TASK TO COMPLETE. Check each line of the data, and copy those where "White" appears.

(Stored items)
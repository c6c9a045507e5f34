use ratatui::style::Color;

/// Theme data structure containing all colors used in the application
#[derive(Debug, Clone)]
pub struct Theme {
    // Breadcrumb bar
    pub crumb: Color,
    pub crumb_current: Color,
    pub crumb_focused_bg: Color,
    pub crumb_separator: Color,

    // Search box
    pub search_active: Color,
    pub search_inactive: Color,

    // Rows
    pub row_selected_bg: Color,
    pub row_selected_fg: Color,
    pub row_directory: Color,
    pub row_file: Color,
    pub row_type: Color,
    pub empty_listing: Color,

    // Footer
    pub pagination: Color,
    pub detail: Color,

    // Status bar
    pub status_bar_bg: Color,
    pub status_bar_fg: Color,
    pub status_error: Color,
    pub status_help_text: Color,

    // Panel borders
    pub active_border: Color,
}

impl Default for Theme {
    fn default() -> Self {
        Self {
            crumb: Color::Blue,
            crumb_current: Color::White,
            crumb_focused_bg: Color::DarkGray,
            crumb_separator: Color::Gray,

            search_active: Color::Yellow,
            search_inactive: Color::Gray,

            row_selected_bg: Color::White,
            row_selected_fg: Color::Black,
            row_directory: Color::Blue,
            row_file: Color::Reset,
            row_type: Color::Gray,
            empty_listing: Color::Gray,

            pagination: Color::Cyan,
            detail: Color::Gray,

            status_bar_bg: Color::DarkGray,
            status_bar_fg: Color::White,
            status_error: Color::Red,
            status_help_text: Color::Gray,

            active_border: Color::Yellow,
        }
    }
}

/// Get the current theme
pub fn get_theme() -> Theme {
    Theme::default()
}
...
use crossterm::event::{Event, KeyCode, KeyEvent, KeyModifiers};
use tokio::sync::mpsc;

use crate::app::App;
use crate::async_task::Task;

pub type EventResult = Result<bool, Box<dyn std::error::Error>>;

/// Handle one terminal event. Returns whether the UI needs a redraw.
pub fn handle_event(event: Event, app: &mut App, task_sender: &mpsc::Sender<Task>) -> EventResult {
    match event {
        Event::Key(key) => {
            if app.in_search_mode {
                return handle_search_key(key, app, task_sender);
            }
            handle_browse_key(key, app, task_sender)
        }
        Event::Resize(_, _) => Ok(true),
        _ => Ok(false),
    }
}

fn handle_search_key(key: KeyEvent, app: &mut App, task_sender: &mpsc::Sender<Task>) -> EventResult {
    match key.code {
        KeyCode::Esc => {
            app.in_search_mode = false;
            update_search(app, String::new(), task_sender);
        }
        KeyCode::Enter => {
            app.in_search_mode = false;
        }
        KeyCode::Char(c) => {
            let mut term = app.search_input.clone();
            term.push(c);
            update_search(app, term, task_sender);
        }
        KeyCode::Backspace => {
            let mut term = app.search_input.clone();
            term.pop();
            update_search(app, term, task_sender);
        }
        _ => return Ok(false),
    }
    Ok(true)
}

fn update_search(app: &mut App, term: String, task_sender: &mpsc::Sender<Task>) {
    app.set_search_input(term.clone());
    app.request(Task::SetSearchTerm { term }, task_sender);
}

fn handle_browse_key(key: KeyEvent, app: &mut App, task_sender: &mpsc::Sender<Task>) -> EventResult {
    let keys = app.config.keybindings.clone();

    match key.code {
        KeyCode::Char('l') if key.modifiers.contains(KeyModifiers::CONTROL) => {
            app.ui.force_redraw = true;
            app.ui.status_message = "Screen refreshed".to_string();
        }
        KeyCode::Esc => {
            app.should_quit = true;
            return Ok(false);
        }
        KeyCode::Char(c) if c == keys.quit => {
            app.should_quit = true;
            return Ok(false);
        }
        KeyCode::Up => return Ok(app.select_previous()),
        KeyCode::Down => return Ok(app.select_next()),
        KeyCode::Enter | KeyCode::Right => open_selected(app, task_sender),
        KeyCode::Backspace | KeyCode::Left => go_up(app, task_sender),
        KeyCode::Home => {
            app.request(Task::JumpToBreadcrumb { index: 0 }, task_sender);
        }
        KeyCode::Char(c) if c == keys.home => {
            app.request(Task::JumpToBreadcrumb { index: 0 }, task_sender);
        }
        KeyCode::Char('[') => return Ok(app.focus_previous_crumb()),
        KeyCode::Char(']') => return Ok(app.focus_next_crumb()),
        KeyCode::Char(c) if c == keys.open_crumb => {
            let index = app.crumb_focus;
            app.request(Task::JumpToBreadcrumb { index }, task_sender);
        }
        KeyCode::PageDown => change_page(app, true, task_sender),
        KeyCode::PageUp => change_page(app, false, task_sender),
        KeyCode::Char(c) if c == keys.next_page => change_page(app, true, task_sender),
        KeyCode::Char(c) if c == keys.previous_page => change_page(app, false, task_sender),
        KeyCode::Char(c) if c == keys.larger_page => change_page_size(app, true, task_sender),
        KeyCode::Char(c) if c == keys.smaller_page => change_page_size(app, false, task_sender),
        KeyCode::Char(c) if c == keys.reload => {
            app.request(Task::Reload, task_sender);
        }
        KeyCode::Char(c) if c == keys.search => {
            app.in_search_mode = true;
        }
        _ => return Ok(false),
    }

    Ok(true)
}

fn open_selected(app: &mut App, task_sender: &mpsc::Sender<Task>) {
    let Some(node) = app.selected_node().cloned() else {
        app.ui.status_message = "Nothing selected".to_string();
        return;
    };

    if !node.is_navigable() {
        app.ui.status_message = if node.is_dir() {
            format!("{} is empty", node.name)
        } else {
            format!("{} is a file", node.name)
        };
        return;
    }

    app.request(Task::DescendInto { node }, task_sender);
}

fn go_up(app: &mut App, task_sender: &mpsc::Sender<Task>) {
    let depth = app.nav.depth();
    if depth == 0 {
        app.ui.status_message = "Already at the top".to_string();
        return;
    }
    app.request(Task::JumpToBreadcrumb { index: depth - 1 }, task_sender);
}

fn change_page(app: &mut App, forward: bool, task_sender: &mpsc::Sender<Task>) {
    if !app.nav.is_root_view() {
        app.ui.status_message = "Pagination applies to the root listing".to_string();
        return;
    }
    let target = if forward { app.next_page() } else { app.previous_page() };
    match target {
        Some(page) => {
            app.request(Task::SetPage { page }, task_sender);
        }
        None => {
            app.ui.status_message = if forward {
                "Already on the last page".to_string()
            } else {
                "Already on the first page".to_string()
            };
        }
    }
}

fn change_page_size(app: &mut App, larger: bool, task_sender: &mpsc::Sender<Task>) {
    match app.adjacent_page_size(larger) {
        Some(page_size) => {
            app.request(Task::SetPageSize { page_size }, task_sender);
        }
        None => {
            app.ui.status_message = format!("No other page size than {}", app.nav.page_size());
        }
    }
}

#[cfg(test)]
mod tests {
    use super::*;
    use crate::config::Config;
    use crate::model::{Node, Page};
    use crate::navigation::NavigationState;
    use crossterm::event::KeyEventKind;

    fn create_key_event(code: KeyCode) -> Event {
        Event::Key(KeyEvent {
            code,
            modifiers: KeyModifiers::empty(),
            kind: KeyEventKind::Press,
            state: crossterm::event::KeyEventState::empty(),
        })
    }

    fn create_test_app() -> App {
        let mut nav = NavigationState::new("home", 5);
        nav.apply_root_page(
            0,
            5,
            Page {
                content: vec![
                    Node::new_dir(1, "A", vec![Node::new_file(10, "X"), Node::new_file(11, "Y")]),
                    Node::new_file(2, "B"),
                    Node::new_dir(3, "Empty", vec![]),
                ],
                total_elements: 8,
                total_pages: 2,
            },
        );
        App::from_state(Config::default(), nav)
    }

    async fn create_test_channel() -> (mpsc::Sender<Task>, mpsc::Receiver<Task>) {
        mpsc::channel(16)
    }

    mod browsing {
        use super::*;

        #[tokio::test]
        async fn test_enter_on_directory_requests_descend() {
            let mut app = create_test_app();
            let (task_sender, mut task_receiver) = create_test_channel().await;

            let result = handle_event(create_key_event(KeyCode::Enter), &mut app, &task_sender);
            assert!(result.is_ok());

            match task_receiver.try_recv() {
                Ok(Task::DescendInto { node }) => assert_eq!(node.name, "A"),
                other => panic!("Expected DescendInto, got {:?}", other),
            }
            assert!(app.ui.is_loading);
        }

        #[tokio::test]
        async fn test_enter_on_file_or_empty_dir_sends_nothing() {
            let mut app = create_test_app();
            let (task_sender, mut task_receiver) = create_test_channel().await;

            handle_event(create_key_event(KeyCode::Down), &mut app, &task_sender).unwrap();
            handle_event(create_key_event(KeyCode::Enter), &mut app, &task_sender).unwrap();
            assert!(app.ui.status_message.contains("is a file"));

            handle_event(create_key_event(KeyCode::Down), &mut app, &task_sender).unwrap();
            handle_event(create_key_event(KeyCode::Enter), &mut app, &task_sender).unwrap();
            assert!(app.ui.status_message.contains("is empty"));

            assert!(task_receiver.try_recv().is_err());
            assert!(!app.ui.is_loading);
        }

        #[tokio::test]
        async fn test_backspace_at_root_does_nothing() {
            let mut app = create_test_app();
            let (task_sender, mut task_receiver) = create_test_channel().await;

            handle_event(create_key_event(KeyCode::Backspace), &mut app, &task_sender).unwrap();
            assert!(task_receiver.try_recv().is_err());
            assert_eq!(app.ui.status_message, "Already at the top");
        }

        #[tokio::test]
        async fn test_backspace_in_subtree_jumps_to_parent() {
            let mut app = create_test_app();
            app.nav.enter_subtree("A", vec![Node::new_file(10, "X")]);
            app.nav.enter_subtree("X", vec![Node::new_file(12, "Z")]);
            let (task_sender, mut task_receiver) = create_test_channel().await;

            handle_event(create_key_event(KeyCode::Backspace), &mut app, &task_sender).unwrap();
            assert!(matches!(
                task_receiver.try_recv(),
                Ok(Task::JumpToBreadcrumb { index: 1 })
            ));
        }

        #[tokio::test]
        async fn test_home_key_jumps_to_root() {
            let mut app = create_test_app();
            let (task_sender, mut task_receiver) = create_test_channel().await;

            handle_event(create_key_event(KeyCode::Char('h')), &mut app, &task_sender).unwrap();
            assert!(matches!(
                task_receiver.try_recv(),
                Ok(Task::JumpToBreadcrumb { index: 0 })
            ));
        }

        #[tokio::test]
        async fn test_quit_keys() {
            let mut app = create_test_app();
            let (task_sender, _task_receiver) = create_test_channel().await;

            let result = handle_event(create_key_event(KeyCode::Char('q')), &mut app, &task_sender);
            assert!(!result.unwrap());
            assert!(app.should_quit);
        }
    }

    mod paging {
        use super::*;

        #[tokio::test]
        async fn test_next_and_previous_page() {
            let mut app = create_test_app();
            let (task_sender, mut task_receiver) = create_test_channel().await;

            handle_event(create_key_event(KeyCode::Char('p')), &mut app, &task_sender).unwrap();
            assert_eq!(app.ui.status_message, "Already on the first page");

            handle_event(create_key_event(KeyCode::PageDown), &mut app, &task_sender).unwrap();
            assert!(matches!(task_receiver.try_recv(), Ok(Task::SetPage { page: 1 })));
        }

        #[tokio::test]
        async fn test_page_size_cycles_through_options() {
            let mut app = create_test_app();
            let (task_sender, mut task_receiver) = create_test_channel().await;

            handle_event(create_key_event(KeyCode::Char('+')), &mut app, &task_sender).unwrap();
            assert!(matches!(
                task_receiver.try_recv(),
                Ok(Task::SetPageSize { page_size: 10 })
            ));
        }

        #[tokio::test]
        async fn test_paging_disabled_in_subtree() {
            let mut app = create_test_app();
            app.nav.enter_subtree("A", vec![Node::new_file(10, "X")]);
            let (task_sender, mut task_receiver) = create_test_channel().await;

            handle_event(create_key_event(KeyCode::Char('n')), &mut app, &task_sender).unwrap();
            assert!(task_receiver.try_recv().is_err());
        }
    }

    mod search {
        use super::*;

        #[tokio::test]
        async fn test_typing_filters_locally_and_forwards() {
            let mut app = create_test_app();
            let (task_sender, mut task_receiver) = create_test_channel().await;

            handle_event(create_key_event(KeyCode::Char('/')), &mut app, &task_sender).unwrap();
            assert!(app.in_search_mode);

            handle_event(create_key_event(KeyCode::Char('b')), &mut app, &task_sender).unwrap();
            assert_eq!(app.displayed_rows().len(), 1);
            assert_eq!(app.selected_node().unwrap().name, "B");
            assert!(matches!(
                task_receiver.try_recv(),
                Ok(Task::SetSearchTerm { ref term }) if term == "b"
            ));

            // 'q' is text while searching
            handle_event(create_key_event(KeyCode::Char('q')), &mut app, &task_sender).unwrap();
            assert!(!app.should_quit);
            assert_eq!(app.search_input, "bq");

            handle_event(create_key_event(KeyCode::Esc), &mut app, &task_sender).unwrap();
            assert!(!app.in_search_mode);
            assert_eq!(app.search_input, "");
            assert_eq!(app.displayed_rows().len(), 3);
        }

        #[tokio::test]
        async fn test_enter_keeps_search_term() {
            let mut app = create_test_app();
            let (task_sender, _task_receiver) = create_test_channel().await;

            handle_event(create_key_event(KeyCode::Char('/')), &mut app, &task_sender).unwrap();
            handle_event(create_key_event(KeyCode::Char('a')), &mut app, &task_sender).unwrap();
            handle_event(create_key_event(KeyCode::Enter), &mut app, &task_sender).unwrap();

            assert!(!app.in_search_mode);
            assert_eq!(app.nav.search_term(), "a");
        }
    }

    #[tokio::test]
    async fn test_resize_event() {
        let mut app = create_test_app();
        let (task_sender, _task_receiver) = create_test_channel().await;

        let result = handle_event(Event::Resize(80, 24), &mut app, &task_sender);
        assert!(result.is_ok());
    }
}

ANSWER TO THIS TASK.
            crumb_current: Color::White,
            row_selected_bg: Color::White,
            status_bar_fg: Color::White,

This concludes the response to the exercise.